No Natal passado, o mundo ainda parecia estar em ordem: se o seu sotaque revelasse sua origem germânica, as pessoas se mostravam cheias de apreço e respeito pela chefe de governo da Alemanha. Nas primeiras páginas dos periódicos americanos, a chanceler Angela Merkel era celebrada como a voz da razão, provedora de prosperidade econômica, em última análise não apenas como mãe da nação alemã, mas também como garantia da estabilidade e segurança de todo um continente.
Os selfies da chanceler federal com refugiados se transformaram, nos Estados Unidos, em símbolo da nova, acolhedora Alemanha, acompanhados pelo carinhoso aplauso de boas-vindas dos cidadãos na estação central de Munique.
Mas aí veio o réveillon e as agressões sexuais em Colônia. A festejada cultura das boas-vindas se transformou na ameaçadora crise dos refugiados. Com o acúmulo de problemas políticos nacionais e europeus, começou o ocaso da heroína Merkel. Pela perspectiva de muitos americanos, o confiante "nós vamos conseguir" virou um "nós temos medo".
Além disso, com o ano de 2016 começou também a campanha eleitoral para a presidência dos Estados Unidos. E com a inquietante ascensão do magnata Donald Trump, a permissão de dar livre vazão aos preconceitos e ao racismo.

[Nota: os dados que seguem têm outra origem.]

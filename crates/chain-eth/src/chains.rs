use std::collections::BTreeMap;

use serde::{Deserialize, Serialize};

use crate::address::checksum_address;
use crate::error::EthError;

/// Built-in knowledge about a network the client can talk to.
#[derive(Debug, Clone, Copy, PartialEq, Eq)]
pub struct ChainInfo {
    pub chain_id: u64,
    pub name: &'static str,
    /// Native currency symbol used when displaying balances.
    pub symbol: &'static str,
    /// Public endpoint used when no RPC URL is configured.
    pub default_rpc_url: &'static str,
    /// Block explorer base URL, if the network has one.
    pub explorer: Option<&'static str>,
}

impl ChainInfo {
    /// Explorer page for a transaction hash.
    pub fn tx_url(&self, hash: &str) -> Option<String> {
        self.explorer.map(|base| format!("{base}/tx/{hash}"))
    }
}

const fn chain(
    chain_id: u64,
    name: &'static str,
    symbol: &'static str,
    default_rpc_url: &'static str,
    explorer: Option<&'static str>,
) -> ChainInfo {
    ChainInfo {
        chain_id,
        name,
        symbol,
        default_rpc_url,
        explorer,
    }
}

pub const ETHEREUM: ChainInfo = chain(
    1,
    "Ethereum",
    "ETH",
    "https://eth.llamarpc.com",
    Some("https://etherscan.io"),
);
pub const SEPOLIA: ChainInfo = chain(
    11155111,
    "Sepolia",
    "ETH",
    "https://rpc.sepolia.org",
    Some("https://sepolia.etherscan.io"),
);
pub const POLYGON: ChainInfo = chain(
    137,
    "Polygon",
    "POL",
    "https://polygon-rpc.com",
    Some("https://polygonscan.com"),
);
pub const ARBITRUM: ChainInfo = chain(
    42161,
    "Arbitrum One",
    "ETH",
    "https://arb1.arbitrum.io/rpc",
    Some("https://arbiscan.io"),
);
pub const BASE: ChainInfo = chain(
    8453,
    "Base",
    "ETH",
    "https://mainnet.base.org",
    Some("https://basescan.org"),
);
/// Local development node (anvil / hardhat).
pub const ANVIL: ChainInfo = chain(31337, "Anvil", "ETH", "http://127.0.0.1:8545", None);

const KNOWN: [ChainInfo; 6] = [ETHEREUM, SEPOLIA, POLYGON, ARBITRUM, BASE, ANVIL];

pub fn get_chain(chain_id: u64) -> Option<&'static ChainInfo> {
    KNOWN.iter().find(|c| c.chain_id == chain_id)
}

/// Where the multisig timelock contract is deployed on each chain.
///
/// Keys are chain IDs; values are checksummed contract addresses. A chain
/// without an entry has no deployment, and callers treat the contract
/// address as unset.
#[derive(Debug, Clone, Default, PartialEq, Eq, Serialize, Deserialize)]
#[serde(
    try_from = "BTreeMap<String, String>",
    into = "BTreeMap<String, String>"
)]
pub struct Deployments(BTreeMap<u64, String>);

// TOML table keys are strings; chain IDs are parsed from them.
impl TryFrom<BTreeMap<String, String>> for Deployments {
    type Error = EthError;

    fn try_from(raw: BTreeMap<String, String>) -> Result<Self, Self::Error> {
        let mut out = Self::new();
        for (key, address) in raw {
            let chain_id = key.trim().parse::<u64>().map_err(|e| {
                EthError::DecodingError(format!("invalid chain id {key:?}: {e}"))
            })?;
            out.insert(chain_id, &address)?;
        }
        Ok(out)
    }
}

impl From<Deployments> for BTreeMap<String, String> {
    fn from(deployments: Deployments) -> Self {
        deployments
            .0
            .into_iter()
            .map(|(chain_id, address)| (chain_id.to_string(), address))
            .collect()
    }
}

impl Deployments {
    pub fn new() -> Self {
        Self::default()
    }

    /// Records a deployment, normalizing the address to its checksum form.
    pub fn insert(&mut self, chain_id: u64, address: &str) -> Result<(), EthError> {
        let checksummed = checksum_address(address)?;
        self.0.insert(chain_id, checksummed);
        Ok(())
    }

    /// The multisig contract address for `chain_id`, if deployed there.
    pub fn multisig_address(&self, chain_id: u64) -> Option<&str> {
        self.0.get(&chain_id).map(String::as_str)
    }
}
//! # multisig-core
//!
//! Client library for a role-gated, timelocked multisig wallet contract:
//! JSON-RPC transport, contract read/write seams, a persistent transaction
//! cache, the cached transaction sync, and the owner-gated dashboard
//! controller.

pub mod cache;
pub mod client;
pub mod config;
pub mod contract;
pub mod dashboard;
pub mod error;
pub mod rpc;
pub mod sync;
pub mod types;
pub mod units;

pub use error::SyncError;
//! Address parsing, EIP-55 checksums and key-to-address derivation.

use k256::ecdsa::SigningKey;
use sha3::{Digest, Keccak256};
use zeroize::Zeroize;

use crate::error::EthError;

/// Parses a 0x-prefixed hex address string into a 20-byte array.
///
/// Case is not checked here; use [`validate_address`] when a mixed-case
/// input must carry a correct EIP-55 checksum.
pub fn parse_address(address: &str) -> Result<[u8; 20], EthError> {
    let mut addr = [0u8; 20];
    hex::decode_to_slice(hex_body(address)?, &mut addr)
        .map_err(|e| EthError::InvalidAddress(format!("invalid hex: {e}")))?;
    Ok(addr)
}

/// Formats raw address bytes as an EIP-55 checksummed string.
pub fn format_address(addr: &[u8; 20]) -> String {
    checksum_hex(&hex::encode(addr))
}

/// Compares two address strings ignoring EIP-55 case.
pub fn addresses_equal(a: &str, b: &str) -> bool {
    a.eq_ignore_ascii_case(b)
}

/// Derives the checksummed address controlled by a secp256k1 private key:
/// the last 20 bytes of Keccak-256 over the uncompressed public key.
pub fn address_from_private_key(private_key: &[u8; 32]) -> Result<String, EthError> {
    let mut key_bytes = *private_key;
    let signing_key = SigningKey::from_bytes((&key_bytes).into())
        .map_err(|e| EthError::InvalidPrivateKey(e.to_string()));
    key_bytes.zeroize();

    let point = signing_key?.verifying_key().to_encoded_point(false);
    let Some((&0x04, xy)) = point.as_bytes().split_first() else {
        return Err(EthError::InvalidPublicKey("expected an uncompressed point".into()));
    };

    let hash = Keccak256::digest(xy);
    let mut addr = [0u8; 20];
    addr.copy_from_slice(&hash[12..]);
    Ok(format_address(&addr))
}

/// Checks an address string's shape and, for mixed-case input, its EIP-55
/// checksum. Malformed input is an error; a wrong checksum is `Ok(false)`.
pub fn validate_address(address: &str) -> Result<bool, EthError> {
    let body = hex_body(address)?;

    let has_lower = body.chars().any(|c| c.is_ascii_lowercase());
    let has_upper = body.chars().any(|c| c.is_ascii_uppercase());
    if !(has_lower && has_upper) {
        return Ok(true);
    }

    Ok(checksum_hex(&body.to_ascii_lowercase())[2..] == *body)
}

/// Re-cases a well-formed address into its EIP-55 form.
pub fn checksum_address(address: &str) -> Result<String, EthError> {
    Ok(checksum_hex(&hex_body(address)?.to_ascii_lowercase()))
}

/// EIP-55 over a lowercase, unprefixed 40-digit hex string.
fn checksum_hex(lower_hex: &str) -> String {
    let hash = Keccak256::digest(lower_hex.as_bytes());

    let mut out = String::with_capacity(42);
    out.push_str("0x");
    for (i, c) in lower_hex.chars().enumerate() {
        // Nibble i of the hash decides the case of character i.
        let shift = if i % 2 == 0 { 4 } else { 0 };
        let nibble = (hash[i / 2] >> shift) & 0x0f;
        out.push(if nibble >= 8 { c.to_ascii_uppercase() } else { c });
    }
    out
}

/// The 40 hex digits after the `0x` prefix.
fn hex_body(address: &str) -> Result<&str, EthError> {
    let body = address
        .strip_prefix("0x")
        .or_else(|| address.strip_prefix("0X"))
        .ok_or_else(|| EthError::InvalidAddress("address must start with 0x".into()))?;

    if body.len() != 40 {
        return Err(EthError::InvalidAddress(format!(
            "expected 40 hex characters, got {}",
            body.len()
        )));
    }
    if !body.chars().all(|c| c.is_ascii_hexdigit()) {
        return Err(EthError::InvalidAddress(
            "address contains non-hex characters".into(),
        ));
    }
    Ok(body)
}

Finalmente aparecia um político capaz de dar explicações compreensíveis, alguém que sabia por que o perfeito mundo americano descambara em tamanha desordem e que não dava a mínima para o politicamente correto, chamando os culpados pelo nome e oferecendo soluções condizentemente simples.
Assim, os mexicanos e os chineses são os maiores culpados pelas dificuldades econômicas; já aos muçulmanos cabe a culpa coletiva pelas guerras e o terrorismo no mundo. E como Trump é mestre em captar o clima emocional do momento e explorá-lo politicamente, foi apenas uma questão de tempo para ele passar a se aproveitar da mudança de clima na Alemanha e na Europa.
Em grosseiros ataques no Twitter, ele responsabilizou a chanceler alemã e sua política para refugiados pelos atentados terroristas em Paris. Cada atentado, cada assassinato com participação de um muçulmano na Alemanha virava um argumento indiscutível a favor da política de isolamento e exclusão do candidato republicano.
Agora as coisas não estão indo bem para Trump. Desde as convenções partidárias, ele não consegue mais fincar pé. Enquanto a situação de Hillary Clinton nas pesquisas de opinião melhora continuamente, ele vai perdendo o apoio de membros importantes do próprio Partido Republicano, e as brigas entre sua equipe eleitoral são violentas.
Desde o início, a estratégia eleitoral de Trump se baseou na insegurança em vez de propostas políticas. Seu cálculo é tão óbvio quanto bem-sucedido: quanto maior o medo entre a população, maior o desejo de um homem forte, que resolva os problemas com pulso firme.
O dilema em que Merkel se encontra vem a calhar. Mais uma vez, Trump joga com uma simplicidade magistral seu único trunfo, a carta do medo, ao declarar a concorrente Hillary como a Merkel dos Estados Unidos.
Nesse ínterim, a chefe de governo da Alemanha se tornou para muitos americanos um símbolo das esperanças frustradas. Uma mulher que, acreditava-se, poderia ter tido êxito, mas que fracassa devido à própria incapacidade de traçar limites claros.
Uma mulher em que muitos confiaram, durante muito tempo, mas que no fim não mostrou a firmeza necessária para defender o próprio país dos "outros". Uma mulher que, no fim das contas, trouxe o terrorismo para dentro do próprio país. E, mesmo 15 anos após o 11 de Setembro, o medo de um atentado terrorista continua sendo a mais potente arma política de Trump.
A comparação entre Clinton e Merkel é tão mais astuta por que, à primeira vista, a equiparação entre as duas mulheres funciona. E por que, a essa primeira vista, fica igualmente claro que Trump é diferente delas. Na interpretação dele, exatamente aquele homem forte, apto a proteger os Estados Unidos dos erros de uma mulher.